Sixty Seconds of Woe

We all do it. We look at the negative aspects of our lives and ask why me? Oh woe is me! Look at how bad things are. I can’t get past this. Why did this happen to me? How come it always goes bad for me? We end up focusing on those aspects of life that we don’t like. But while we do that, we sap our energy, waste it actually, because “woe is me” never contributes to a solution.

When I allow self pity to take my energy I am saying to myself that I can’t overcome whatever difficulty that might be present. I don’t look for a solution and I don’t take action. I am focused on the past, on what happened and I allow this to define me. This way of thinking can easily take me down a depressing path that leads me further into self loathing and self hatred. Self pity is just another form of an ego trip: cause it’s all about me and only me don’t you know!

I just can’t allow myself to go there.  It is too destructive.

Not long ago I read that when something happens that you wish hadn’t, you give yourself a minute to wallow in the self pity.  You can cry, pound your desk, shake your fist at the heaven, yell as loud as you want or whatever other non-destructive behaviour you wish; you have sixty seconds to complete this task. Once the time it up, it’s up. After one minute of lamentations it is time to move on.

We all want things to go well, to follow our plan. And they don’t always. I can embrace the failures of my past and learn from them to find a new solution. This time my solution might work, or it might not. There is no guarantee. So if it doesn’t work out a second time, I can give it one minute of sobbing into the wind and then back to seeking a solution. Then it is time to keep to the present and move forward, one step at a time.

Focusing on the past and on failures will never lead to solution. It’s okay to grieve over what didn’t go as planned, but it is important not to let myself become bogged down in that quicksand of self destruction.  I need to move forward. So I will try to remember that I can allow myself a minute of woe, and then it’s time to move on. There is a solution!

Oh, Woe is Me!

I was pretty good at looking at my life as a sad case when I was still living in my disease.  There was always a good reason why I needed to continue to drink or use. No one knew how bad my life was. You couldn’t understand me. Everyone was against me. My problems were so deep and personal no one could help me. I had so many reasons to keep on using and very few to stop.

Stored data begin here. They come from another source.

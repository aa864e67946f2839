// Copyright (c) 2026 Bountyy Oy. All rights reserved.
// This software is proprietary and confidential.

//! Payload normalizers
//!
//! Each normalizer maps one endpoint shape to candidate records. Several
//! upstream fields carry near-duplicate values; the precedence chains
//! below decide which one is authoritative and must stay in this order.

use super::form::subject_user_id;
use super::payload::{Payload, Profile, SlackUser};
use super::record::{Avatars, UserRecord};
use crate::network::CapturedEntry;

/// Candidates for one payload. Candidates without a key are discarded.
pub fn normalize(payload: &Payload, entry: Option<&CapturedEntry>) -> Vec<UserRecord> {
    match payload {
        Payload::PeopleSearch(search) => search.items.iter().filter_map(from_people_search_item).collect(),
        Payload::UserInfo(info) => info.user.as_ref().and_then(from_user).into_iter().collect(),
        Payload::MemberList(list) => list.members.iter().filter_map(from_user).collect(),
        Payload::ProfileGet(get) => get
            .profile
            .as_ref()
            .and_then(|profile| from_profile(profile, entry))
            .into_iter()
            .collect(),
    }
}

/// User object from `users.info` or a `users.list` member
pub fn from_user(user: &SlackUser) -> Option<UserRecord> {
    let id = first_of([user.id.as_ref()])?;
    let profile = user.profile.as_ref();

    let mut record = base_record(id, user, profile);
    record.username = first_of([user.name.as_ref()]);
    record.name = first_of([
        profile.and_then(|p| p.display_name_normalized.as_ref()),
        profile.and_then(|p| p.display_name.as_ref()),
        user.name.as_ref(),
    ]);
    record.real_name = first_of([
        profile.and_then(|p| p.real_name_normalized.as_ref()),
        profile.and_then(|p| p.real_name.as_ref()),
        user.real_name.as_ref(),
    ]);
    record.team_id = first_of([user.team_id.as_ref(), profile.and_then(|p| p.team.as_ref())]);

    Some(record)
}

/// Item of a `search.modules.people` listing
pub fn from_people_search_item(item: &SlackUser) -> Option<UserRecord> {
    let id = first_of([item.id.as_ref()])?;
    let profile = item.profile.as_ref();

    let mut record = base_record(id, item, profile);
    record.username = first_of([item.username.as_ref(), item.name.as_ref()]);
    record.name = first_of([
        profile.and_then(|p| p.display_name_normalized.as_ref()),
        profile.and_then(|p| p.display_name.as_ref()),
        item.name.as_ref(),
    ]);
    record.real_name = first_of([
        profile.and_then(|p| p.real_name_normalized.as_ref()),
        profile.and_then(|p| p.real_name.as_ref()),
        item.real_name.as_ref(),
    ]);
    record.team_id = first_of([
        item.team_id.as_ref(),
        item.team.as_ref(),
        profile.and_then(|p| p.team.as_ref()),
    ]);

    Some(record)
}

/// `users.profile.get` profile; the subject id may only be in the request
pub fn from_profile(profile: &Profile, entry: Option<&CapturedEntry>) -> Option<UserRecord> {
    let id = first_of([profile.id.as_ref()]).or_else(|| entry.and_then(subject_user_id))?;

    let mut record = UserRecord::new(id);
    apply_profile(&mut record, profile);
    record.username = first_of([profile.username.as_ref()]);
    record.name = first_of([
        profile.display_name_normalized.as_ref(),
        profile.display_name.as_ref(),
    ]);
    record.real_name = first_of([
        profile.real_name_normalized.as_ref(),
        profile.real_name.as_ref(),
    ]);
    record.team_id = first_of([profile.team.as_ref()]);

    Some(record)
}

/// Key, flags, and everything the nested profile carries
fn base_record(id: String, user: &SlackUser, profile: Option<&Profile>) -> UserRecord {
    let mut record = UserRecord {
        is_bot: user.is_bot,
        deleted: user.deleted,
        is_restricted: user.is_restricted,
        is_ultra_restricted: user.is_ultra_restricted,
        ..UserRecord::new(id)
    };
    if let Some(profile) = profile {
        apply_profile(&mut record, profile);
    }
    record
}

/// Contact fields, title, avatars and custom fields from a profile
fn apply_profile(record: &mut UserRecord, profile: &Profile) {
    record.email = first_of([profile.email.as_ref()]);
    record.phone = first_of([profile.phone.as_ref()]);
    record.first_name = first_of([profile.first_name.as_ref()]);
    record.last_name = first_of([profile.last_name.as_ref()]);
    record.title = first_of([profile.title.as_ref()]);
    record.avatars = Avatars {
        image_24: first_of([profile.image_24.as_ref()]),
        image_32: first_of([profile.image_32.as_ref()]),
        image_48: first_of([profile.image_48.as_ref()]),
        image_72: first_of([profile.image_72.as_ref()]),
        image_192: first_of([profile.image_192.as_ref()]),
        image_512: first_of([profile.image_512.as_ref()]),
        image_1024: first_of([profile.image_1024.as_ref()]),
    };
    record.fields = profile.fields.clone();
}

/// First candidate that is present and not blank
fn first_of<'a, const N: usize>(candidates: [Option<&'a String>; N]) -> Option<String> {
    candidates
        .into_iter()
        .flatten()
        .find(|s| !s.trim().is_empty())
        .cloned()
}
// Copyright (c) 2026 Bountyy Oy. All rights reserved.
// This software is proprietary and confidential.

//! Canonical user record and its merge rule

use std::collections::BTreeMap;

use serde::{Deserialize, Serialize};

/// Normalized profile of one workspace member, keyed by member id
#[derive(Debug, Clone, Default, PartialEq, Eq, Serialize, Deserialize)]
pub struct UserRecord {
    pub id: String,
    /// Handle
    #[serde(default, skip_serializing_if = "Option::is_none")]
    pub username: Option<String>,
    /// Display name
    #[serde(default, skip_serializing_if = "Option::is_none")]
    pub name: Option<String>,
    #[serde(default, skip_serializing_if = "Option::is_none")]
    pub real_name: Option<String>,
    #[serde(default, skip_serializing_if = "Option::is_none")]
    pub team_id: Option<String>,
    #[serde(default, skip_serializing_if = "Option::is_none")]
    pub is_bot: Option<bool>,
    #[serde(default, skip_serializing_if = "Option::is_none")]
    pub deleted: Option<bool>,
    #[serde(default, skip_serializing_if = "Option::is_none")]
    pub is_restricted: Option<bool>,
    #[serde(default, skip_serializing_if = "Option::is_none")]
    pub is_ultra_restricted: Option<bool>,
    #[serde(default, skip_serializing_if = "Option::is_none")]
    pub email: Option<String>,
    #[serde(default, skip_serializing_if = "Option::is_none")]
    pub phone: Option<String>,
    #[serde(default, skip_serializing_if = "Option::is_none")]
    pub first_name: Option<String>,
    #[serde(default, skip_serializing_if = "Option::is_none")]
    pub last_name: Option<String>,
    #[serde(default, skip_serializing_if = "Option::is_none")]
    pub title: Option<String>,
    #[serde(flatten)]
    pub avatars: Avatars,
    /// Custom profile field id -> value
    #[serde(default, skip_serializing_if = "BTreeMap::is_empty")]
    pub fields: BTreeMap<String, String>,
}

/// Avatar URLs at the fixed size tiers
#[derive(Debug, Clone, Default, PartialEq, Eq, Serialize, Deserialize)]
pub struct Avatars {
    #[serde(default, skip_serializing_if = "Option::is_none")]
    pub image_24: Option<String>,
    #[serde(default, skip_serializing_if = "Option::is_none")]
    pub image_32: Option<String>,
    #[serde(default, skip_serializing_if = "Option::is_none")]
    pub image_48: Option<String>,
    #[serde(default, skip_serializing_if = "Option::is_none")]
    pub image_72: Option<String>,
    #[serde(default, skip_serializing_if = "Option::is_none")]
    pub image_192: Option<String>,
    #[serde(default, skip_serializing_if = "Option::is_none")]
    pub image_512: Option<String>,
    #[serde(default, skip_serializing_if = "Option::is_none")]
    pub image_1024: Option<String>,
}

/// Values that can be "empty" for merge purposes
trait Blank {
    fn is_blank(&self) -> bool;
}

impl Blank for String {
    fn is_blank(&self) -> bool {
        self.trim().is_empty()
    }
}

impl Blank for bool {
    fn is_blank(&self) -> bool {
        false
    }
}

/// Set `slot` from `value` if `slot` is empty and `value` is not
fn fill<T: Blank + Clone>(slot: &mut Option<T>, value: &Option<T>) -> bool {
    let slot_empty = slot.as_ref().map_or(true, Blank::is_blank);
    match value {
        Some(v) if slot_empty && !v.is_blank() => {
            *slot = Some(v.clone());
            true
        }
        _ => false,
    }
}

impl UserRecord {
    /// Create an empty record for a key
    pub fn new(id: impl Into<String>) -> Self {
        Self {
            id: id.into(),
            ..Default::default()
        }
    }

    /// Whether the record carries a usable key
    pub fn has_key(&self) -> bool {
        !self.id.is_blank()
    }

    /// Merge `candidate` into `self`, first non-empty value wins.
    ///
    /// Only attributes that are empty here and non-empty on the candidate
    /// change. Returns whether anything changed.
    pub fn merge(&mut self, candidate: &UserRecord) -> bool {
        let mut changed = false;

        changed |= fill(&mut self.username, &candidate.username);
        changed |= fill(&mut self.name, &candidate.name);
        changed |= fill(&mut self.real_name, &candidate.real_name);
        changed |= fill(&mut self.team_id, &candidate.team_id);
        changed |= fill(&mut self.is_bot, &candidate.is_bot);
        changed |= fill(&mut self.deleted, &candidate.deleted);
        changed |= fill(&mut self.is_restricted, &candidate.is_restricted);
        changed |= fill(&mut self.is_ultra_restricted, &candidate.is_ultra_restricted);
        changed |= fill(&mut self.email, &candidate.email);
        changed |= fill(&mut self.phone, &candidate.phone);
        changed |= fill(&mut self.first_name, &candidate.first_name);
        changed |= fill(&mut self.last_name, &candidate.last_name);
        changed |= fill(&mut self.title, &candidate.title);
        changed |= self.avatars.merge(&candidate.avatars);

        if self.fields.is_empty() && !candidate.fields.is_empty() {
            self.fields = candidate.fields.clone();
            changed = true;
        }

        changed
    }
}

impl Avatars {
    /// Per-tier first-non-empty merge
    pub fn merge(&mut self, other: &Avatars) -> bool {
        let mut changed = false;
        changed |= fill(&mut self.image_24, &other.image_24);
        changed |= fill(&mut self.image_32, &other.image_32);
        changed |= fill(&mut self.image_48, &other.image_48);
        changed |= fill(&mut self.image_72, &other.image_72);
        changed |= fill(&mut self.image_192, &other.image_192);
        changed |= fill(&mut self.image_512, &other.image_512);
        changed |= fill(&mut self.image_1024, &other.image_1024);
        changed
    }

    pub fn is_empty(&self) -> bool {
        *self == Avatars::default()
    }
}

By the time I got to recovery I, like many others, thought that my life was over. I knew I couldn’t go on the way I was going. Somehow I was able to fast forward and see what my life would soon be like and I knew that I had to stop.  I thought the fun was over in life. All was downhill from here on in: no more celebrations and parties, no more reasons to laugh. I figured that I would live a pretty sad life compared to the rest of my friends. But the writing was on the wall: either find a way to quit or follow that road to an early grave. Poor me. Poor me! Pour me another!

Self pity kept me in my disease for many years. Every once in a while I can slip back into it. The why mes. The if onlys. The you don’t knows.  I suffer from the disease of ‘terminal uniqueness’, a shortcoming that never lacks a reason to chuck it all and go back to active addiction.

I am grateful for a sponsor who called me on my stupidity. “You’re on an Ego Trip!” I couldn’t believe him at first, but I’ve come to realize that he was right. My ego telling me I am the worst of the worst and things can’t get better is really the same as my ego telling me I am better than everyone else and things have to go my way. The result is the same: a false identity and an incomplete picture of who I really am. What I need to do is put my Ego aside and try to look at things as they really are.

I’m learning that humility isn’t lowering one’s self. It is being, owning, embracing  myself as I am, not better than or worse than anyone else. I have my strengths and my weaknesses. And I need them all to make up the person that I am today. It doesn’t make me worse or better than the next guy.  I’m just another guy.

I’d like to say that I’m over feeling sorry for myself but I’m still working on it. I am grateful that it doesn’t reveal itself as often as it used to. And I’m grateful that I have learned to apply some of the things I’ve learning in recovery: a gratitude list, a change in my focus, service work and meditation. These help to keep balance in my life and allow me to see that my life can be happy, joyous and free when I work for it.